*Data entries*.

::::::

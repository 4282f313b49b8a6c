//! Wikibase JSON serialization of snaks, statements and entities
//!
//! Shapes follow `wbgetentities` output and `wbsetclaim` input. Snak hashes
//! and datatype annotations are accepted on input and dropped.

use std::collections::BTreeMap;

use serde::{Deserialize, Deserializer, Serialize};
use serde_json::{json, Value};

use super::entity::{EntityRecord, StatementGroup};
use super::guid::Guid;
use super::ids::{EntityId, PropertyId};
use super::qualifiers::QualifierSet;
use super::snak::{DataValue, Snak, SnakValue};
use super::statement::{Rank, Statement};
use crate::Error;

// ============================================================================
// Snaks
// ============================================================================

#[derive(Debug, Clone, Serialize, Deserialize)]
pub(crate) struct SnakJson {
    snaktype: String,
    property: String,
    #[serde(default, skip_serializing_if = "Option::is_none")]
    datavalue: Option<DataValueJson>,
}

#[derive(Debug, Clone, Serialize, Deserialize)]
pub(crate) struct DataValueJson {
    value: Value,
    #[serde(rename = "type")]
    value_type: String,
}

impl TryFrom<SnakJson> for Snak {
    type Error = Error;

    fn try_from(json: SnakJson) -> Result<Self, Self::Error> {
        let property = PropertyId::parse(&json.property)?;
        let value = match json.snaktype.as_str() {
            "value" => {
                let datavalue = json.datavalue.ok_or_else(|| {
                    Error::InvalidInput(format!("value snak for {} has no datavalue", property))
                })?;
                SnakValue::Value(datavalue.into())
            }
            "novalue" => SnakValue::NoValue,
            "somevalue" => SnakValue::SomeValue,
            other => {
                return Err(Error::InvalidInput(format!(
                    "unsupported snak type {:?} for {}",
                    other, property
                )))
            }
        };
        Ok(Snak { property, value })
    }
}

impl From<Snak> for SnakJson {
    fn from(snak: Snak) -> Self {
        let (snaktype, datavalue) = match snak.value {
            SnakValue::Value(value) => ("value", Some(value.into())),
            SnakValue::NoValue => ("novalue", None),
            SnakValue::SomeValue => ("somevalue", None),
        };
        SnakJson {
            snaktype: snaktype.to_string(),
            property: snak.property.into(),
            datavalue,
        }
    }
}

impl From<DataValueJson> for DataValue {
    fn from(json: DataValueJson) -> Self {
        match json.value_type.as_str() {
            "wikibase-entityid" => match entity_id_from_value(&json.value) {
                Some(id) => DataValue::EntityId(id),
                None => DataValue::Other {
                    value_type: json.value_type,
                    value: json.value,
                },
            },
            "string" => match json.value {
                Value::String(s) => DataValue::String(s),
                value => DataValue::Other {
                    value_type: json.value_type,
                    value,
                },
            },
            _ => DataValue::Other {
                value_type: json.value_type,
                value: json.value,
            },
        }
    }
}

impl From<DataValue> for DataValueJson {
    fn from(value: DataValue) -> Self {
        match value {
            DataValue::EntityId(id) => DataValueJson {
                value: entity_id_value(&id),
                value_type: "wikibase-entityid".to_string(),
            },
            DataValue::String(s) => DataValueJson {
                value: Value::String(s),
                value_type: "string".to_string(),
            },
            DataValue::Other { value_type, value } => DataValueJson { value, value_type },
        }
    }
}

fn entity_type_prefix(entity_type: &str) -> Option<char> {
    match entity_type {
        "item" => Some('Q'),
        "property" => Some('P'),
        "lexeme" => Some('L'),
        "mediainfo" => Some('M'),
        _ => None,
    }
}

fn entity_id_from_value(value: &Value) -> Option<String> {
    if let Some(id) = value.get("id").and_then(Value::as_str) {
        return Some(id.to_string());
    }
    let numeric_id = value.get("numeric-id")?.as_u64()?;
    let prefix = entity_type_prefix(value.get("entity-type")?.as_str()?)?;
    Some(format!("{}{}", prefix, numeric_id))
}

fn entity_id_value(id: &str) -> Value {
    let entity_type = match id.chars().next() {
        Some('Q') => Some("item"),
        Some('P') => Some("property"),
        Some('L') => Some("lexeme"),
        Some('M') => Some("mediainfo"),
        _ => None,
    };
    let numeric_id = id.get(1..).and_then(|digits| digits.parse::<u64>().ok());
    match (entity_type, numeric_id) {
        (Some(entity_type), Some(numeric_id)) => json!({
            "entity-type": entity_type,
            "numeric-id": numeric_id,
            "id": id,
        }),
        _ => json!({ "id": id }),
    }
}

// ============================================================================
// Statements
// ============================================================================

fn statement_type() -> String {
    "statement".to_string()
}

#[derive(Debug, Clone, Serialize, Deserialize)]
pub(crate) struct StatementJson {
    mainsnak: SnakJson,
    #[serde(rename = "type", default = "statement_type")]
    kind: String,
    id: String,
    #[serde(default)]
    rank: Rank,
    #[serde(
        default,
        deserialize_with = "map_or_empty_list",
        skip_serializing_if = "BTreeMap::is_empty"
    )]
    qualifiers: BTreeMap<String, Vec<SnakJson>>,
    #[serde(
        rename = "qualifiers-order",
        default,
        skip_serializing_if = "Vec::is_empty"
    )]
    qualifiers_order: Vec<String>,
    #[serde(default, skip_serializing_if = "Vec::is_empty")]
    references: Vec<Value>,
}

impl TryFrom<StatementJson> for Statement {
    type Error = Error;

    fn try_from(mut json: StatementJson) -> Result<Self, Self::Error> {
        let mut qualifiers = QualifierSet::new();
        let mut ordered: Vec<Vec<SnakJson>> = Vec::new();
        for property in &json.qualifiers_order {
            if let Some(snaks) = json.qualifiers.remove(property) {
                ordered.push(snaks);
            }
        }
        // properties missing from qualifiers-order follow in key order
        ordered.extend(std::mem::take(&mut json.qualifiers).into_values());
        for snak in ordered.into_iter().flatten() {
            qualifiers.push(Snak::try_from(snak)?);
        }

        Ok(Statement {
            id: Guid::parse(&json.id)?,
            main_snak: Snak::try_from(json.mainsnak)?,
            qualifiers,
            rank: json.rank,
            references: json.references,
        })
    }
}

impl From<Statement> for StatementJson {
    fn from(statement: Statement) -> Self {
        let qualifiers_order: Vec<String> = statement
            .qualifiers
            .properties()
            .map(|p| p.to_string())
            .collect();
        let mut qualifiers: BTreeMap<String, Vec<SnakJson>> = BTreeMap::new();
        for snak in Vec::<Snak>::from(statement.qualifiers) {
            qualifiers
                .entry(snak.property.to_string())
                .or_default()
                .push(snak.into());
        }

        StatementJson {
            mainsnak: statement.main_snak.into(),
            kind: statement_type(),
            id: statement.id.into(),
            rank: statement.rank,
            qualifiers,
            qualifiers_order,
            references: statement.references,
        }
    }
}

// ============================================================================
// Entities
// ============================================================================

#[derive(Debug, Deserialize)]
pub(crate) struct EntityJson {
    id: String,
    #[serde(default)]
    lastrevid: Option<u64>,
    #[serde(default)]
    missing: Option<Value>,
    #[serde(default, alias = "claims", deserialize_with = "map_or_empty_list")]
    statements: BTreeMap<String, Vec<StatementJson>>,
}

impl TryFrom<EntityJson> for EntityRecord {
    type Error = Error;

    fn try_from(json: EntityJson) -> Result<Self, Self::Error> {
        let mut statements = BTreeMap::new();
        for (property, group) in json.statements {
            let property = PropertyId::parse(&property)?;
            let group = group
                .into_iter()
                .map(Statement::try_from)
                .collect::<Result<Vec<_>, _>>()?;
            statements.insert(property, StatementGroup::new(group));
        }

        Ok(EntityRecord {
            id: EntityId::parse(&json.id)?,
            last_revision: json.lastrevid,
            missing: json.missing.is_some(),
            statements,
        })
    }
}

/// PHP serializes empty objects as `[]`; accept both shapes
fn map_or_empty_list<'de, D, T>(deserializer: D) -> Result<BTreeMap<String, T>, D::Error>
where
    D: Deserializer<'de>,
    T: Deserialize<'de>,
{
    #[derive(Deserialize)]
    #[serde(untagged)]
    enum MapOrList<T> {
        Map(BTreeMap<String, T>),
        List(Vec<Value>),
    }

    match MapOrList::<T>::deserialize(deserializer)? {
        MapOrList::Map(map) => Ok(map),
        MapOrList::List(list) if list.is_empty() => Ok(BTreeMap::new()),
        MapOrList::List(_) => Err(serde::de::Error::custom(
            "expected an object or an empty list",
        )),
    }
}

::::::

*Exercise prompt*. If a line falls between the first line of the entries and the line containing "let datavalue = json.datavalue.ok_or_else(||", or is one of those two, restate it word for word; leave all other lines out.

*The answer*.
repository 4282f313b49b8a6c
//! Wikibase JSON serialization of snaks, statements and entities
//!
//! Shapes follow `wbgetentities` output and `wbsetclaim` input. Snak hashes
//! and datatype annotations are accepted on input and dropped.

use std::collections::BTreeMap;

use serde::{Deserialize, Deserializer, Serialize};
use serde_json::{json, Value};

use super::entity::{EntityRecord, StatementGroup};
use super::guid::Guid;
use super::ids::{EntityId, PropertyId};
use super::qualifiers::QualifierSet;
use super::snak::{DataValue, Snak, SnakValue};
use super::statement::{Rank, Statement};
use crate::Error;

// ============================================================================
// Snaks
// ============================================================================

#[derive(Debug, Clone, Serialize, Deserialize)]
pub(crate) struct SnakJson {
    snaktype: String,
    property: String,
    #[serde(default, skip_serializing_if = "Option::is_none")]
    datavalue: Option<DataValueJson>,
}

#[derive(Debug, Clone, Serialize, Deserialize)]
pub(crate) struct DataValueJson {
    value: Value,
    #[serde(rename = "type")]
    value_type: String,
}

impl TryFrom<SnakJson> for Snak {
    type Error = Error;

    fn try_from(json: SnakJson) -> Result<Self, Self::Error> {
        let property = PropertyId::parse(&json.property)?;
        let value = match json.snaktype.as_str() {
            "value" => {
                let datavalue = json.datavalue.ok_or_else(|| {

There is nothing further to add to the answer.